What is expected:
The required output is every entry, printed exactly as written.

== Records supplied

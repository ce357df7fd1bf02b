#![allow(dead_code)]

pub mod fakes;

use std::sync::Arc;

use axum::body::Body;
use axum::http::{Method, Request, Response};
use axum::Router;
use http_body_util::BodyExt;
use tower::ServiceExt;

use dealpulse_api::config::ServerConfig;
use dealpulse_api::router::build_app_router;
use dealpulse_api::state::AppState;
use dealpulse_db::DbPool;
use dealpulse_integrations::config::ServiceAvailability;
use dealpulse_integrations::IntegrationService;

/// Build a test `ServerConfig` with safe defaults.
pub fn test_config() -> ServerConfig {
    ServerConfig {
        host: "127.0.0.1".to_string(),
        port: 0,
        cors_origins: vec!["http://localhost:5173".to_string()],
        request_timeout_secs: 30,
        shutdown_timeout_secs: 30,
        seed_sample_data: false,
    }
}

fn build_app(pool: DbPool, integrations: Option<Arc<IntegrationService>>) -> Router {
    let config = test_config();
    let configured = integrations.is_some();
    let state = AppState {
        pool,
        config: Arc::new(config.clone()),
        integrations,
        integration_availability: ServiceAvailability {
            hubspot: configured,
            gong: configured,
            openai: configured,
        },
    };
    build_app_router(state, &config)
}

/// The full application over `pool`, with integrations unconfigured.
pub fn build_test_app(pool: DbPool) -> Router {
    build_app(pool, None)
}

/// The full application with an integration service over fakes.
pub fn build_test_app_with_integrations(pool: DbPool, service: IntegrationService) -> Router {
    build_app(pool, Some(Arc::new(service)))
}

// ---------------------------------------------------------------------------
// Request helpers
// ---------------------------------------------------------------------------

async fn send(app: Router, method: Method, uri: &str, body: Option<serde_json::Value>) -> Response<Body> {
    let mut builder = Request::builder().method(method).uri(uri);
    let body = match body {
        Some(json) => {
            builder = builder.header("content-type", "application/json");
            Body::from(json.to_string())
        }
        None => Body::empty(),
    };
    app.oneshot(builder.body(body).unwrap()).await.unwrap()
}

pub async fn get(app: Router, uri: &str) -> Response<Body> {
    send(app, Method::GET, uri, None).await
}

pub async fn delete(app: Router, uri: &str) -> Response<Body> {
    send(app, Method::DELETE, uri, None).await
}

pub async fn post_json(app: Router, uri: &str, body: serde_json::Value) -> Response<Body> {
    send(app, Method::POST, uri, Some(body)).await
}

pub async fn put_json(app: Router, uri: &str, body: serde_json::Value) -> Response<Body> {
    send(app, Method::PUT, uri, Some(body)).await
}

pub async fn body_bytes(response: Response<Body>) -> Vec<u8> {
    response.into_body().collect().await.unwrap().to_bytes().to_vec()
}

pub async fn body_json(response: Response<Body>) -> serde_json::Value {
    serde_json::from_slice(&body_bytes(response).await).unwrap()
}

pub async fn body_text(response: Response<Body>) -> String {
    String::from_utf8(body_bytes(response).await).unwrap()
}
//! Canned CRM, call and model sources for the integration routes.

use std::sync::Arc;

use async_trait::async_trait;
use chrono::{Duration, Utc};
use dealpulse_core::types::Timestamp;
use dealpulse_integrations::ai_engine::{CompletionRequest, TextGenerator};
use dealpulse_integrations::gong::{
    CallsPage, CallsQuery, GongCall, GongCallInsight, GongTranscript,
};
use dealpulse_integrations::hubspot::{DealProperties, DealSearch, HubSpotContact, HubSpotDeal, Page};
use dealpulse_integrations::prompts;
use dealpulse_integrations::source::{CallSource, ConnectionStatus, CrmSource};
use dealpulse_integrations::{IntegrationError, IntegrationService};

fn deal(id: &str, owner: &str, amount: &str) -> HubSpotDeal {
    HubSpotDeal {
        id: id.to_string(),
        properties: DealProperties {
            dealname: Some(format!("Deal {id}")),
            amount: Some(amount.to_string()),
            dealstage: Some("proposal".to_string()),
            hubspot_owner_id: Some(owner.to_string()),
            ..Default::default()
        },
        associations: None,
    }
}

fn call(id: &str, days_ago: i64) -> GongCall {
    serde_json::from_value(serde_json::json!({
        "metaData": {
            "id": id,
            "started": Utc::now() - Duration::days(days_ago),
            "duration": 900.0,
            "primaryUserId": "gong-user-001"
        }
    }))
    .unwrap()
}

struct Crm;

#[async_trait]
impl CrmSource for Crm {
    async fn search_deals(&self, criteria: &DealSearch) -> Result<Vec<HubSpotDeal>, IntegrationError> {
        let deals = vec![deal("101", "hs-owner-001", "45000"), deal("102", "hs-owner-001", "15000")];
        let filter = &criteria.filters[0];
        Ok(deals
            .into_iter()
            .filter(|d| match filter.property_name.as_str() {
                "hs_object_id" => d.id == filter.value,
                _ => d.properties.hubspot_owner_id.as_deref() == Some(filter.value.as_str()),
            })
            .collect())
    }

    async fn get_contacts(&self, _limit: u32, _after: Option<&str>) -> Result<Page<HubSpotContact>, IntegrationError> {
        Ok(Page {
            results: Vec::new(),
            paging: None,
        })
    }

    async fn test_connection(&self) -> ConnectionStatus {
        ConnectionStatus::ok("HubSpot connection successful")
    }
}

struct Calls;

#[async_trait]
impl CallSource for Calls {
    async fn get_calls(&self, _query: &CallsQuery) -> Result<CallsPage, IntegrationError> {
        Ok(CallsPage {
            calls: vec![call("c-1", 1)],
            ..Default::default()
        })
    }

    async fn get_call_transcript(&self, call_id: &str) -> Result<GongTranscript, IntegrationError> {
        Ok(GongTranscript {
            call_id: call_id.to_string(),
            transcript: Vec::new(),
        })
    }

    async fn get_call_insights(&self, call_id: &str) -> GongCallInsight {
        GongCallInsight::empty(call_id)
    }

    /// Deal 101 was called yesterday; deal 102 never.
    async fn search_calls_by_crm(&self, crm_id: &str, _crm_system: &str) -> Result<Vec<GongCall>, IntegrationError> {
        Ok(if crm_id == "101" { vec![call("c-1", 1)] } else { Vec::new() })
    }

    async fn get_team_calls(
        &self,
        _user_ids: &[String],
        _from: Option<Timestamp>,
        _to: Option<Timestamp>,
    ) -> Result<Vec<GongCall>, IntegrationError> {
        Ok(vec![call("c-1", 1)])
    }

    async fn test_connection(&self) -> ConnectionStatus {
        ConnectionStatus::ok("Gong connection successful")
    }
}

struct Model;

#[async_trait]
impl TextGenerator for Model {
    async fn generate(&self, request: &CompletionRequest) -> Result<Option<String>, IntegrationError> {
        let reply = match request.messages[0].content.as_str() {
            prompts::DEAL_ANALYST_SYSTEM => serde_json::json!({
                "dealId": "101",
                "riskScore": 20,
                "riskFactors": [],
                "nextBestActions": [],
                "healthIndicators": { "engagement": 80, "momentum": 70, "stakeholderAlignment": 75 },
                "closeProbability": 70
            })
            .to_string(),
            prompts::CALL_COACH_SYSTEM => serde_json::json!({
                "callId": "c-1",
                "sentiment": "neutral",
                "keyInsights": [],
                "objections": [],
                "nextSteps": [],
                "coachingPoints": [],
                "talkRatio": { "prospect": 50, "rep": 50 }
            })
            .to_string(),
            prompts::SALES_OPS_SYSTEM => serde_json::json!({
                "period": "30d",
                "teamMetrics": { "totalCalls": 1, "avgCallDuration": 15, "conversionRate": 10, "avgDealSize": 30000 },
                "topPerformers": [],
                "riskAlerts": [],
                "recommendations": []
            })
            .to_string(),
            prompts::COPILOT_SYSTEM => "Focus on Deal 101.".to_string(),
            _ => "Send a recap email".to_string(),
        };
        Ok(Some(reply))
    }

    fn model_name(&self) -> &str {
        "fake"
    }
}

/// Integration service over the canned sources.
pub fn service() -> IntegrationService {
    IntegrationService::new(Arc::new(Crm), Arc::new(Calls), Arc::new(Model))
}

====

Written response:
repository ce357df7fd1bf02b
#![allow(dead_code)]

pub mod fakes;

use std::sync::Arc;

use axum::body::Body;
use axum::http::{Method, Request, Response};
use axum::Router;
use http_body_util::BodyExt;
use tower::ServiceExt;

use dealpulse_api::config::ServerConfig;
use dealpulse_api::router::build_app_router;
use dealpulse_api::state::AppState;
use dealpulse_db::DbPool;
use dealpulse_integrations::config::ServiceAvailability;
use dealpulse_integrations::IntegrationService;

/// Build a test `ServerConfig` with safe defaults.
pub fn test_config() -> ServerConfig {
    ServerConfig {
        host: "127.0.0.1".to_string(),
        port: 0,
        cors_origins: vec!["http://localhost:5173".to_string()],
        request_timeout_secs: 30,
        shutdown_timeout_secs: 30,
        seed_sample_data: false,
    }
}

fn build_app(pool: DbPool, integrations: Option<Arc<IntegrationService>>) -> Router {
    let config = test_config();
    let configured = integrations.is_some();
    let state = AppState {
        pool,
        config: Arc::new(config.clone()),
        integrations,
        integration_availability: ServiceAvailability {
            hubspot: configured,
            gong: configured,
            openai: configured,
        },
    };
    build_app_router(state, &config)
}

/// The full application over `pool`, with integrations unconfigured.
pub fn build_test_app(pool: DbPool) -> Router {
    build_app(pool, None)
}

/// The full application with an integration service over fakes.
pub fn build_test_app_with_integrations(pool: DbPool, service: IntegrationService) -> Router {
    build_app(pool, Some(Arc::new(service)))
}

// ---------------------------------------------------------------------------
// Request helpers
// ---------------------------------------------------------------------------

async fn send(app: Router, method: Method, uri: &str, body: Option<serde_json::Value>) -> Response<Body> {
    let mut builder = Request::builder().method(method).uri(uri);
    let body = match body {
        Some(json) => {
            builder = builder.header("content-type", "application/json");
            Body::from(json.to_string())
        }
        None => Body::empty(),
    };
    app.oneshot(builder.body(body).unwrap()).await.unwrap()
}

pub async fn get(app: Router, uri: &str) -> Response<Body> {
    send(app, Method::GET, uri, None).await
}

pub async fn delete(app: Router, uri: &str) -> Response<Body> {
    send(app, Method::DELETE, uri, None).await
}

pub async fn post_json(app: Router, uri: &str, body: serde_json::Value) -> Response<Body> {
    send(app, Method::POST, uri, Some(body)).await
}

pub async fn put_json(app: Router, uri: &str, body: serde_json::Value) -> Response<Body> {
    send(app, Method::PUT, uri, Some(body)).await
}

pub async fn body_bytes(response: Response<Body>) -> Vec<u8> {
    response.into_body().collect().await.unwrap().to_bytes().to_vec()
}

pub async fn body_json(response: Response<Body>) -> serde_json::Value {
    serde_json::from_slice(&body_bytes(response).await).unwrap()
}

pub async fn body_text(response: Response<Body>) -> String {
    String::from_utf8(body_bytes(response).await).unwrap()
}
//! Canned CRM, call and model sources for the integration routes.

use std::sync::Arc;

use async_trait::async_trait;
use chrono::{Duration, Utc};
use dealpulse_core::types::Timestamp;
use dealpulse_integrations::ai_engine::{CompletionRequest, TextGenerator};
use dealpulse_integrations::gong::{
    CallsPage, CallsQuery, GongCall, GongCallInsight, GongTranscript,
};
use dealpulse_integrations::hubspot::{DealProperties, DealSearch, HubSpotContact, HubSpotDeal, Page};
use dealpulse_integrations::prompts;
use dealpulse_integrations::source::{CallSource, ConnectionStatus, CrmSource};
use dealpulse_integrations::{IntegrationError, IntegrationService};

fn deal(id: &str, owner: &str, amount: &str) -> HubSpotDeal {
    HubSpotDeal {
        id: id.to_string(),
        properties: DealProperties {
            dealname: Some(format!("Deal {id}")),
            amount: Some(amount.to_string()),
            dealstage: Some("proposal".to_string()),
            hubspot_owner_id: Some(owner.to_string()),
            ..Default::default()
        },
        associations: None,
    }
}

fn call(id: &str, days_ago: i64) -> GongCall {
    serde_json::from_value(serde_json::json!({
        "metaData": {
            "id": id,
            "started": Utc::now() - Duration::days(days_ago),
            "duration": 900.0,
            "primaryUserId": "gong-user-001"
        }
    }))
    .unwrap()
}

struct Crm;

#[async_trait]
impl CrmSource for Crm {
    async fn search_deals(&self, criteria: &DealSearch) -> Result<Vec<HubSpotDeal>, IntegrationError> {
        let deals = vec![deal("101", "hs-owner-001", "45000"), deal("102", "hs-owner-001", "15000")];
        let filter = &criteria.filters[0];
        Ok(deals
            .into_iter()
            .filter(|d| match filter.property_name.as_str() {
                "hs_object_id" => d.id == filter.value,
                _ => d.properties.hubspot_owner_id.as_deref() == Some(filter.value.as_str()),
            })
            .collect())
    }

    async fn get_contacts(&self, _limit: u32, _after: Option<&str>) -> Result<Page<HubSpotContact>, IntegrationError> {
        Ok(Page {
            results: Vec::new(),
            paging: None,
        })
    }

    async fn test_connection(&self) -> ConnectionStatus {
        ConnectionStatus::ok("HubSpot connection successful")
    }
}

struct Calls;

#[async_trait]
impl CallSource for Calls {
    async fn get_calls(&self, _query: &CallsQuery) -> Result<CallsPage, IntegrationError> {
        Ok(CallsPage {
            calls: vec![call("c-1", 1)],
            ..Default::default()
        })
    }

    async fn get_call_transcript(&self, call_id: &str) -> Result<GongTranscript, IntegrationError> {
        Ok(GongTranscript {
            call_id: call_id.to_string(),
            transcript: Vec::new(),
        })
    }

    async fn get_call_insights(&self, call_id: &str) -> GongCallInsight {
        GongCallInsight::empty(call_id)
    }

    /// Deal 101 was called yesterday; deal 102 never.
    async fn search_calls_by_crm(&self, crm_id: &str, _crm_system: &str) -> Result<Vec<GongCall>, IntegrationError> {
        Ok(if crm_id == "101" { vec![call("c-1", 1)] } else { Vec::new() })
    }

    async fn get_team_calls(
        &self,
        _user_ids: &[String],
        _from: Option<Timestamp>,
        _to: Option<Timestamp>,
    ) -> Result<Vec<GongCall>, IntegrationError> {
        Ok(vec![call("c-1", 1)])
    }

    async fn test_connection(&self) -> ConnectionStatus {
        ConnectionStatus::ok("Gong connection successful")
    }
}

struct Model;

#[async_trait]
impl TextGenerator for Model {
    async fn generate(&self, request: &CompletionRequest) -> Result<Option<String>, IntegrationError> {
        let reply = match request.messages[0].content.as_str() {
            prompts::DEAL_ANALYST_SYSTEM => serde_json::json!({
                "dealId": "101",
                "riskScore": 20,
                "riskFactors": [],
                "nextBestActions": [],
                "healthIndicators": { "engagement": 80, "momentum": 70, "stakeholderAlignment": 75 },
                "closeProbability": 70
            })
            .to_string(),
            prompts::CALL_COACH_SYSTEM => serde_json::json!({
                "callId": "c-1",
                "sentiment": "neutral",
                "keyInsights": [],
                "objections": [],
                "nextSteps": [],
                "coachingPoints": [],
                "talkRatio": { "prospect": 50, "rep": 50 }
            })
            .to_string(),
            prompts::SALES_OPS_SYSTEM => serde_json::json!({
                "period": "30d",
                "teamMetrics": { "totalCalls": 1, "avgCallDuration": 15, "conversionRate": 10, "avgDealSize": 30000 },
                "topPerformers": [],
                "riskAlerts": [],
                "recommendations": []
            })
            .to_string(),
            prompts::COPILOT_SYSTEM => "Focus on Deal 101.".to_string(),
            _ => "Send a recap email".to_string(),
        };
        Ok(Some(reply))
    }

    fn model_name(&self) -> &str {
        "fake"
    }
}

/// Integration service over the canned sources.
pub fn service() -> IntegrationService {
    IntegrationService::new(Arc::new(Crm), Arc::new(Calls), Arc::new(Model))
}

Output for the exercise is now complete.